Europe's beleaguered ExoMars rover is unlikely to launch before 2026 as the European Space Agency ponders a path forward for the mission, including finding a new rocket, replacing Russian-built parts in cooperation with NASA, or restarting its partnership with Russia in case that country's war in Ukraine ends soon.
ESA representatives outlined their plans for the mission in a press conference on Thursday (March 17) after officially suspending cooperation with Russia's space agency Roscosmos as a result of sanctions imposed on Russia by ESA member states.
"We have to do detailed studies of what this means and how the rover can arrive on the Mars surface," ESA director general Josef Aschbacher said in the briefing. "We have to see what the options are in terms of Europe alone or with partners."
He added that ESA "was closely working with NASA to identify where NASA could help."
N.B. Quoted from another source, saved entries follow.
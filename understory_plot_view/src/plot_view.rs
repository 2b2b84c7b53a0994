// Copyright 2025 the Understory Authors
// SPDX-License-Identifier: Apache-2.0 OR MIT

use core::sync::atomic::{AtomicU64, Ordering};

use kurbo::{Point, Rect, Size, Vec2};

use crate::animation::{AnimationSession, Animator, FrameTicket};
use crate::constraints::Constraints;
use crate::error::{ConfigError, InputError};
use crate::gesture::{
    DragBinding, DragConfig, DragSession, GestureController, Sensitivity, WheelBinding,
    WheelConfig, WheelOutcome, data_at,
};
use crate::scale::{Domain, LinearScale, Scale};
use crate::viewport::{Axis, AxisMask, Viewport, ViewportStore};

/// Animation duration used when none is configured.
pub const DEFAULT_ANIMATION_MS: u64 = 300;

static NEXT_VIEW_ID: AtomicU64 = AtomicU64::new(1);

/// Optional construction parameters for a [`PlotView`].
#[derive(Clone, Copy, Debug, PartialEq)]
pub struct PlotViewOptions {
    /// Viewport to start on; defaults to the dataset extent.
    pub initial_viewport: Option<Viewport>,
    /// Position and extent bounds.
    pub constraints: Constraints,
    /// Duration of animated transitions.
    pub animation_duration_ms: u64,
}

impl Default for PlotViewOptions {
    fn default() -> Self {
        Self {
            initial_viewport: None,
            constraints: Constraints::new(),
            animation_duration_ms: DEFAULT_ANIMATION_MS,
        }
    }
}

/// Viewport engine for one plot.
///
/// `PlotView` ties together the [`ViewportStore`] (authoritative state),
/// the [`GestureController`] (drag and wheel surfaces), and the [`Animator`]
/// (what is drawn). Every committed change to the authoritative viewport
/// becomes the animator's new target; while a drag is live, changes snap so
/// the plot tracks the pointer exactly.
///
/// Three families of scales are derived on demand for each axis:
/// - [`PlotView::full_scale`]: the dataset extent, for overview strips.
/// - [`PlotView::view_scale`]: the authoritative viewport.
/// - [`PlotView::animated_scale`]: the displayed, possibly mid-transition viewport.
#[derive(Debug)]
pub struct PlotView {
    store: ViewportStore,
    gestures: GestureController,
    animator: Animator,
    pixel_size: Size,
}

impl PlotView {
    /// Creates a view over the dataset extent with default options.
    pub fn new(data_x: Domain, data_y: Domain, width: f64, height: f64) -> Result<Self, ConfigError> {
        Self::with_options(data_x, data_y, width, height, PlotViewOptions::default())
    }

    /// Creates a view over the dataset extent.
    ///
    /// Fails if either extent is empty or inverted, if a pixel dimension is not
    /// positive, or if the constraints are malformed.
    pub fn with_options(
        data_x: Domain,
        data_y: Domain,
        width: f64,
        height: f64,
        options: PlotViewOptions,
    ) -> Result<Self, ConfigError> {
        let full = Viewport::new(data_x, data_y)?;
        let pixel_size = validate_pixel_size(width, height)?;
        let store = ViewportStore::new(full, options.initial_viewport, options.constraints)?;
        let animator = Animator::new(store.viewport(), options.animation_duration_ms);
        let owner = NEXT_VIEW_ID.fetch_add(1, Ordering::Relaxed);
        tracing::debug!(?full, width, height, "plot view created");
        Ok(Self {
            store,
            gestures: GestureController::new(owner),
            animator,
            pixel_size,
        })
    }

    /// Returns a snapshot of the authoritative viewport.
    #[must_use]
    pub fn viewport(&self) -> Viewport {
        self.store.viewport()
    }

    /// Returns the dataset extent.
    #[must_use]
    pub fn full_extent(&self) -> Viewport {
        self.store.full_extent()
    }

    /// Returns the viewport currently drawn.
    #[must_use]
    pub fn animated_viewport(&self) -> Viewport {
        self.animator.displayed()
    }

    /// Returns the plot size in pixels.
    #[must_use]
    pub fn pixel_size(&self) -> Size {
        self.pixel_size
    }

    /// Returns the active constraints.
    #[must_use]
    pub fn constraints(&self) -> Constraints {
        self.store.constraints()
    }

    /// Number of committed viewport changes since construction.
    #[must_use]
    pub fn revision(&self) -> u64 {
        self.store.revision()
    }

    /// Scale over the dataset extent.
    #[must_use]
    pub fn full_scale(&self, axis: Axis) -> LinearScale {
        self.scale_for(self.store.full_extent(), axis)
    }

    /// Scale over the authoritative viewport.
    #[must_use]
    pub fn view_scale(&self, axis: Axis) -> LinearScale {
        self.scale_for(self.store.viewport(), axis)
    }

    /// Scale over the displayed viewport.
    #[must_use]
    pub fn animated_scale(&self, axis: Axis) -> LinearScale {
        self.scale_for(self.animator.displayed(), axis)
    }

    /// Returns the data-space point under the pixel position `pointer`.
    #[must_use]
    pub fn data_at(&self, pointer: Point) -> Point {
        data_at(self.store.viewport(), self.pixel_size, pointer)
    }

    /// Shifts the viewport by a data-space delta.
    pub fn move_by(&mut self, dx: f64, dy: f64) -> Result<(), InputError> {
        let before = self.store.revision();
        self.store.move_by(dx, dy)?;
        self.sync_animation(before);
        Ok(())
    }

    /// Shifts the viewport by a pixel delta, as if the content were dragged.
    ///
    /// Moving the content right by `delta.x` pixels reveals data to the left.
    pub fn pan_by_pixels(&mut self, delta: Vec2) -> Result<(), InputError> {
        if !delta.is_finite() {
            return Err(InputError::NonFinite);
        }
        let dx = -delta.x * self.view_scale(Axis::X).data_per_pixel();
        let dy = -delta.y * self.view_scale(Axis::Y).data_per_pixel();
        self.move_by(dx, dy)
    }

    /// Zooms by `factor` around `center` (data space; defaults to the viewport
    /// midpoint) on `axes`.
    pub fn zoom(
        &mut self,
        factor: f64,
        center: Option<Point>,
        axes: AxisMask,
    ) -> Result<(), InputError> {
        let before = self.store.revision();
        self.store.zoom(factor, center, axes)?;
        self.sync_animation(before);
        Ok(())
    }

    /// Sets the viewport to `target`, or to the dataset extent, then constrains it.
    pub fn reset(&mut self, target: Option<Viewport>) {
        let before = self.store.revision();
        self.store.reset(target);
        self.sync_animation(before);
    }

    /// Resets to the dataset extent.
    pub fn zoom_to_extent(&mut self) {
        self.reset(None);
    }

    /// Shows the data-space rectangle `rect`, for example a brushed selection.
    pub fn zoom_to_rect(&mut self, rect: Rect) -> Result<(), ConfigError> {
        let target = Viewport::from_rect(rect)?;
        self.reset(Some(target));
        Ok(())
    }

    /// Replaces all constraints and re-constrains the current viewport.
    pub fn set_constraints(&mut self, constraints: Constraints) -> Result<(), ConfigError> {
        let before = self.store.revision();
        self.store.set_constraints(constraints)?;
        self.sync_animation(before);
        Ok(())
    }

    /// Updates the plot size. The logical viewport is not touched; scales
    /// pick up the new size the next time they are requested. A live drag
    /// keeps the size it started with.
    pub fn update_pixel_dimensions(&mut self, width: f64, height: f64) -> Result<(), ConfigError> {
        self.pixel_size = validate_pixel_size(width, height)?;
        Ok(())
    }

    /// Sets the duration of transitions started from now on. `0` disables
    /// animation.
    pub fn set_animation_duration(&mut self, duration_ms: u64) {
        self.animator.set_duration_ms(duration_ms);
    }

    /// Returns the configured transition duration.
    #[must_use]
    pub fn animation_duration_ms(&self) -> u64 {
        self.animator.duration_ms()
    }

    /// Advances the displayed viewport to `now_ms`. Returns `true` if another
    /// frame is needed.
    pub fn tick(&mut self, now_ms: u64) -> bool {
        self.animator.tick(now_ms)
    }

    /// Like [`PlotView::tick`], but a no-op for a superseded ticket.
    pub fn tick_ticket(&mut self, ticket: FrameTicket, now_ms: u64) -> bool {
        self.animator.tick_ticket(ticket, now_ms)
    }

    /// Ticket for the current animation; pass it back to
    /// [`PlotView::tick_ticket`] from the frame callback.
    #[must_use]
    pub fn animation_ticket(&self) -> FrameTicket {
        self.animator.ticket()
    }

    /// Returns `true` while a transition is running.
    #[must_use]
    pub fn is_animating(&self) -> bool {
        self.animator.is_animating()
    }

    /// Binds a drag surface.
    ///
    /// `sensitivity` chooses whether pixel offsets are measured against the
    /// viewport at the press ([`Sensitivity::View`]) or the dataset extent
    /// ([`Sensitivity::Full`]). See [`Sensitivity::default_invert`] for the
    /// conventional `invert` value.
    pub fn bind_drag(
        &mut self,
        axes: AxisMask,
        invert: bool,
        sensitivity: Sensitivity,
    ) -> DragBinding {
        self.gestures.bind_drag(DragConfig {
            axes,
            invert,
            sensitivity,
        })
    }

    /// Unbinds a drag surface, ending its drag if it has one.
    pub fn unbind_drag(&mut self, binding: DragBinding) -> Result<(), InputError> {
        self.gestures.unbind_drag(binding)
    }

    /// Binds a wheel surface. `center` fixes the zoom focus in data space;
    /// `None` zooms about the point under the pointer.
    pub fn bind_wheel(
        &mut self,
        axes: AxisMask,
        center: Option<Point>,
        invert: bool,
    ) -> WheelBinding {
        self.gestures.bind_wheel(WheelConfig {
            axes,
            center,
            invert,
        })
    }

    /// Unbinds a wheel surface.
    pub fn unbind_wheel(&mut self, binding: WheelBinding) -> Result<(), InputError> {
        self.gestures.unbind_wheel(binding)
    }

    /// Pointer pressed on a drag surface. Returns `Ok(true)` if a drag started.
    pub fn on_press(&mut self, binding: &DragBinding, pointer: Point) -> Result<bool, InputError> {
        self.gestures
            .press(binding, pointer, &self.store, self.pixel_size)
    }

    /// Pointer moved over a drag surface. Returns `Ok(true)` if the viewport
    /// changed.
    pub fn on_move(&mut self, binding: &DragBinding, pointer: Point) -> Result<bool, InputError> {
        let before = self.store.revision();
        let moved = self.gestures.drag_to(binding, pointer, &mut self.store)?;
        self.sync_animation(before);
        Ok(moved)
    }

    /// Pointer released. Returns `Ok(true)` if a drag ended.
    pub fn on_release(&mut self, binding: &DragBinding) -> Result<bool, InputError> {
        self.gestures.release(binding)
    }

    /// Drag abandoned, for example because pointer capture was lost.
    pub fn on_cancel(&mut self, binding: &DragBinding) -> Result<bool, InputError> {
        self.gestures.release(binding)
    }

    /// Wheel event over a wheel surface.
    ///
    /// When this returns [`WheelOutcome::Handled`] the host should suppress
    /// default scrolling for this event only.
    pub fn on_wheel(
        &mut self,
        binding: &WheelBinding,
        pointer: Point,
        delta: f64,
    ) -> Result<WheelOutcome, InputError> {
        let before = self.store.revision();
        let outcome = self
            .gestures
            .wheel(binding, pointer, delta, &mut self.store, self.pixel_size)?;
        self.sync_animation(before);
        Ok(outcome)
    }

    /// Returns `true` while a drag is live.
    #[must_use]
    pub fn is_dragging(&self) -> bool {
        self.gestures.is_dragging()
    }

    /// Returns the live drag session, if any.
    #[must_use]
    pub fn drag_session(&self) -> Option<&DragSession> {
        self.gestures.session()
    }

    /// Snapshot of the view state for debugging and inspection.
    #[must_use]
    pub fn debug_info(&self) -> PlotViewDebugInfo {
        PlotViewDebugInfo {
            viewport: self.store.viewport(),
            animated_viewport: self.animator.displayed(),
            full_extent: self.store.full_extent(),
            pixel_size: self.pixel_size,
            constraints: self.store.constraints(),
            revision: self.store.revision(),
            drag_session: self.gestures.session().copied(),
            animation: self.animator.session().copied(),
            animation_duration_ms: self.animator.duration_ms(),
            surface_count: self.gestures.surface_count(),
        }
    }

    fn scale_for(&self, viewport: Viewport, axis: Axis) -> LinearScale {
        LinearScale::new(viewport.domain(axis), axis.pixel_range(self.pixel_size))
    }

    fn sync_animation(&mut self, before: u64) {
        if self.store.revision() == before {
            return;
        }
        let target = self.store.viewport();
        if self.gestures.is_dragging() {
            self.animator.snap_to(target);
        } else {
            self.animator.retarget(target);
        }
    }
}

fn validate_pixel_size(width: f64, height: f64) -> Result<Size, ConfigError> {
    if width.is_finite() && height.is_finite() && width > 0.0 && height > 0.0 {
        Ok(Size::new(width, height))
    } else {
        Err(ConfigError::InvalidPixelSize { width, height })
    }
}

/// Debug snapshot of a [`PlotView`] state.
#[derive(Clone, Copy, Debug)]
pub struct PlotViewDebugInfo {
    /// Authoritative viewport.
    pub viewport: Viewport,
    /// Viewport currently drawn.
    pub animated_viewport: Viewport,
    /// Dataset extent.
    pub full_extent: Viewport,
    /// Plot size in pixels.
    pub pixel_size: Size,
    /// Active constraints.
    pub constraints: Constraints,
    /// Committed change count.
    pub revision: u64,
    /// Live drag session.
    pub drag_session: Option<DragSession>,
    /// Running animation session.
    pub animation: Option<AnimationSession>,
    /// Configured transition duration.
    pub animation_duration_ms: u64,
    /// Number of bound gesture surfaces.
    pub surface_count: usize,
}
The space agency, however, did not rule out a possible future restart of the cooperation with Russia in case the war in Ukraine ends, an option that would come with the lowest additional price tag for the mission that has already cost ESA member states over $1.1 billion.
"The possibility of restarting that cooperation at some future date is available and would be compatible with the launch in 2024," David Parker, ESA director of human and robotic exploration, said in the same press conference. "More radical reconfigurations of the mission would lead to launches in 2026 or 2028."
The ExoMars rover, named Rosalind Franklin after the British chemist whose work led to the discovery of the DNA, was designed to search for traces of past and present life underneath the surface of Mars. The rover, equipped with a 6.6-foot-long (2 meters) drill, is, according to astrobiologists, more likely to find organic molecules on the Red Planet than NASA's Perseverance rover, which cannot reach too deep below the planet's scorched surface.
The ExoMars program consists of the Trace Gas Orbiter (TGO), which has been circling Mars since 2016, and the Rosalind Franklin rover. It was originally conceived in cooperation with NASA, but the American space agency withdrew from the mission in 2012 following budget cuts by the administration of President Barack Obama. The mission was only saved from cancellation when Russia stepped in to plug the hole in funding.
Roscosmos was not only expected to launch the rover on its Proton rocket, but also oversee the construction of the rover's landing platform. Parker said in the press conference there were additional Russia-made technologies on the rover.
"There are scientific instruments and there are also the radioisotope heating units that are used to keep the rover warm at night once it's on the surface of Mars," Parker said. "So we need to investigate alternatives for that technology in case we reconfigure the mission. As far as the landing system technologies go, some of those are already available in Europe, and many of them were demonstrated actually in 2016 with the Schiaparelli lander."
Schiaparelli was an experimental landing platform that traveled to Mars together with the TGO as part of the first leg of the ExoMars mission. The platform, however, crashed on the planet's surface due to a software glitch. The launch of Rosalind Franklin, originally scheduled for 2018, was delayed first to 2020 because of problems with landing parachutes, and, eventually to 2022, partially as a result of the COVID-19 pandemic.
Parker said the rover can wait for several years in a clean room, but at some extra cost. The delay, he added, will not diminish its scientific potential.
"Nobody else has built an analytical life search machine capable of searching at the molecular level for the possibility of past life on Mars," Parker said. "We're very proud of what has been achieved by the team so far. And I guess Mars is four and a half billion years old. So we just have to wait a few more years for it to reveal all of its secrets."
Aschbacher said in the news conference that the space agency will evaluate its other involvements with Russia, many of which date back to the 1990s.
"The cooperations which we have with Russia are a result of political decisions in the 1990s after the Iron Curtain fell in order to connect Russia with the western world," Aschbacher said. "Today, we have an extremely different situation and we have to unravel what was decided then."
He added that, in addition to ExoMars and the International Space Station, ESA has contracts in place with Russia for supply of various components, which will be reviewed in the upcoming months.
The agency will reconvene with its member states in the following weeks to decide on the future steps.
"In a few months or certainly before the summer break we will have a very consolidated view on what your options are and then based on these decisions to be taken," Aschbacher said.